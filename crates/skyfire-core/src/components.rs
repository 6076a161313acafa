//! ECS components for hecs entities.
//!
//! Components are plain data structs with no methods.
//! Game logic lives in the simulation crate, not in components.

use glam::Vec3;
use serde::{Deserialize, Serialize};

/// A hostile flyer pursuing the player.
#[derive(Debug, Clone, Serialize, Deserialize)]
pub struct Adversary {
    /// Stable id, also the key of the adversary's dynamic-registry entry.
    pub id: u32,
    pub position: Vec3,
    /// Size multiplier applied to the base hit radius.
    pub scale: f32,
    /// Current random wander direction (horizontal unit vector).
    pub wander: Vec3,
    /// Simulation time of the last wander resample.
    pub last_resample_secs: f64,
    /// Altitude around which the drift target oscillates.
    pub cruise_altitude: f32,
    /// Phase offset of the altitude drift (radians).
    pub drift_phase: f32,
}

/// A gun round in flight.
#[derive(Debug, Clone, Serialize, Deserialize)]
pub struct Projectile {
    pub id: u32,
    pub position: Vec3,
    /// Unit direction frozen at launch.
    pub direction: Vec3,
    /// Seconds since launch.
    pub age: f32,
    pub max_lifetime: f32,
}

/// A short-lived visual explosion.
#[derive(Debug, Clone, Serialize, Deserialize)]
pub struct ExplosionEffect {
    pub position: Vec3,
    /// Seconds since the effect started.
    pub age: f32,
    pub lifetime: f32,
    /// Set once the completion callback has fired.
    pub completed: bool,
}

+ + + + +

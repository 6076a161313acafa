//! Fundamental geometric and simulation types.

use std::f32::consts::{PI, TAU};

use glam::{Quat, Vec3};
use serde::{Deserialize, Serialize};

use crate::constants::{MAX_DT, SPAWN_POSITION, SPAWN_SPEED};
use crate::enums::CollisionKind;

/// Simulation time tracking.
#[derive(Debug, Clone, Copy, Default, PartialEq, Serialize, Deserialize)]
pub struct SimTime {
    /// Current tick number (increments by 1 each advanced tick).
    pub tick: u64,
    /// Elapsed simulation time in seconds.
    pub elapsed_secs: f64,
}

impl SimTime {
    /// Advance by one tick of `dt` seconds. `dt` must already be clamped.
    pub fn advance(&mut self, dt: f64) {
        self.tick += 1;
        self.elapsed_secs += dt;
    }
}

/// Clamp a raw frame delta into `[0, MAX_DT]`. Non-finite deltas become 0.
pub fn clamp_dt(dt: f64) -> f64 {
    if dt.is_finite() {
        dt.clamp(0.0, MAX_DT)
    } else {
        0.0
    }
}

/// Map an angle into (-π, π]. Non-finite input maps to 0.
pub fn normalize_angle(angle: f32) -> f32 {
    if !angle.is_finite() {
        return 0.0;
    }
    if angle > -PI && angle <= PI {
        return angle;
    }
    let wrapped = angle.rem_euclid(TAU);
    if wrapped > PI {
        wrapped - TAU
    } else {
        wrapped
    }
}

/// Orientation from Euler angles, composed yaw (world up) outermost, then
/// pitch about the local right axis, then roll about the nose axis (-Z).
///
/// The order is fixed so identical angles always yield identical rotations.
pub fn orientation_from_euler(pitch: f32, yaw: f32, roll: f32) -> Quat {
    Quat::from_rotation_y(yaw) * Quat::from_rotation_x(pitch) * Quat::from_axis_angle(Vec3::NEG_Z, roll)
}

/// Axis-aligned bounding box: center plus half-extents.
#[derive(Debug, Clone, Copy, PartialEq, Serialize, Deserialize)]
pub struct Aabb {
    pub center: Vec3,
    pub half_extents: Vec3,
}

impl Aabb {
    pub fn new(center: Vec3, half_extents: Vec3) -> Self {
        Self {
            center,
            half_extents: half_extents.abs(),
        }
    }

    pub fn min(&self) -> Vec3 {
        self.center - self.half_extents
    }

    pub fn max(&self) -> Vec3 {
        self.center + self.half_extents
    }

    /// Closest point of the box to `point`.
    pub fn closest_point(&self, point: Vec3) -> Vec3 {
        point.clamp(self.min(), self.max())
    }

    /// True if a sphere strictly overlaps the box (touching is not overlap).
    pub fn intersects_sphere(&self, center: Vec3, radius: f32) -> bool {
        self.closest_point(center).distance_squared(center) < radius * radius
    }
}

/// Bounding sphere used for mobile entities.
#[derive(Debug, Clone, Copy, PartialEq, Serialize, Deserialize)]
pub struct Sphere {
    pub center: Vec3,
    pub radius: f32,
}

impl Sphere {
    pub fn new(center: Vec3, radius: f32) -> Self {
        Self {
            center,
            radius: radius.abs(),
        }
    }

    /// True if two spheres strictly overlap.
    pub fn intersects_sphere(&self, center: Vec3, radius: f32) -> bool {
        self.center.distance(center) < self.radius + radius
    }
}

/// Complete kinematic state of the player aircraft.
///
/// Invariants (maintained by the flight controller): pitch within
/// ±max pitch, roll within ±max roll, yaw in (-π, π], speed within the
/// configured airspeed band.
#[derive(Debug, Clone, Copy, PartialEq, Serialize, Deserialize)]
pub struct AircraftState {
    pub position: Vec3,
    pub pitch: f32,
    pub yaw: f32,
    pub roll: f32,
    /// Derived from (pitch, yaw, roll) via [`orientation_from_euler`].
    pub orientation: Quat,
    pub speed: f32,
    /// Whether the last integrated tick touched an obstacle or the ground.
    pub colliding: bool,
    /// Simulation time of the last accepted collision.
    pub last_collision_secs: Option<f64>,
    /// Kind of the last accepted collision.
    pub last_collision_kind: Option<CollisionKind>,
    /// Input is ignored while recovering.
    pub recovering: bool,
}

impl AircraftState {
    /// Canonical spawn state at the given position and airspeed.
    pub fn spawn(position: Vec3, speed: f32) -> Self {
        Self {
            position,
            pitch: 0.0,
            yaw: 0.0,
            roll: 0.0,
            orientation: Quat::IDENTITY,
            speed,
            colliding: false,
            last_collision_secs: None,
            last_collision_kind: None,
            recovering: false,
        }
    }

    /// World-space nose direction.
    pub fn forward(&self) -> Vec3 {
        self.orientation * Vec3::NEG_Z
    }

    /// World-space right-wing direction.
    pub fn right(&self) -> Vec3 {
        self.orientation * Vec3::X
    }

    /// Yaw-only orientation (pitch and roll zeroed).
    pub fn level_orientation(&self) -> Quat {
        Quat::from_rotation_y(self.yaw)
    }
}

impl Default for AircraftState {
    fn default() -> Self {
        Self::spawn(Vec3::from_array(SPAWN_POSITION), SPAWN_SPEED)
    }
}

+ + + + +

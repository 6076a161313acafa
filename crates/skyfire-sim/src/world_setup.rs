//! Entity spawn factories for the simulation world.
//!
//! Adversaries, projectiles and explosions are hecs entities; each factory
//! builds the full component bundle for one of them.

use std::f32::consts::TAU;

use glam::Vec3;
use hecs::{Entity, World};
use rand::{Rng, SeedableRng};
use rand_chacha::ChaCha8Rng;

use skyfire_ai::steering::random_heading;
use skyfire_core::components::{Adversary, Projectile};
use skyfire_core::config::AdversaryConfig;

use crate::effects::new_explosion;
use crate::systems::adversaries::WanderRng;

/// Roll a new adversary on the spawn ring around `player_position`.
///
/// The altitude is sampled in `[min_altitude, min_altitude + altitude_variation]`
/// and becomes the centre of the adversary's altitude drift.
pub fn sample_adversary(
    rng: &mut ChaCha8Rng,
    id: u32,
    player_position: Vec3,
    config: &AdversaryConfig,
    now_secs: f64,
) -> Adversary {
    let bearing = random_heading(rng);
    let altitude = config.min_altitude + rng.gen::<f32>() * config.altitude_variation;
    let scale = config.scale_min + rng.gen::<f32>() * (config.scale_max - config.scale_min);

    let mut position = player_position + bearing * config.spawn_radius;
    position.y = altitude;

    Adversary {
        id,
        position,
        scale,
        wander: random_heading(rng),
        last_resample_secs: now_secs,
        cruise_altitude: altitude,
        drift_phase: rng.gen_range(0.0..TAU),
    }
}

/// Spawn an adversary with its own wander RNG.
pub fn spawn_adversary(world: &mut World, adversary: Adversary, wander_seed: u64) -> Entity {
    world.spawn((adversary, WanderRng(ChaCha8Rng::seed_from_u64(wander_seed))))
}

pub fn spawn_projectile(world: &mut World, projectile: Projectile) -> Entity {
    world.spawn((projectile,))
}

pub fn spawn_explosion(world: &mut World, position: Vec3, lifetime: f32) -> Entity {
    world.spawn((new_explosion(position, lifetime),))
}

+ + + + +

Please return the lines above that run from the line containing "for mobile entities." to the line containing "controller): pitch within", inclusive, exactly and with no other lines.

Result for this exercise ::
/// Bounding sphere used for mobile entities.
#[derive(Debug, Clone, Copy, PartialEq, Serialize, Deserialize)]
pub struct Sphere {
    pub center: Vec3,
    pub radius: f32,
}

impl Sphere {
    pub fn new(center: Vec3, radius: f32) -> Self {
        Self {
            center,
            radius: radius.abs(),
        }
    }

    /// True if two spheres strictly overlap.
    pub fn intersects_sphere(&self, center: Vec3, radius: f32) -> bool {
        self.center.distance(center) < self.radius + radius
    }
}

/// Complete kinematic state of the player aircraft.
///
/// Invariants (maintained by the flight controller): pitch within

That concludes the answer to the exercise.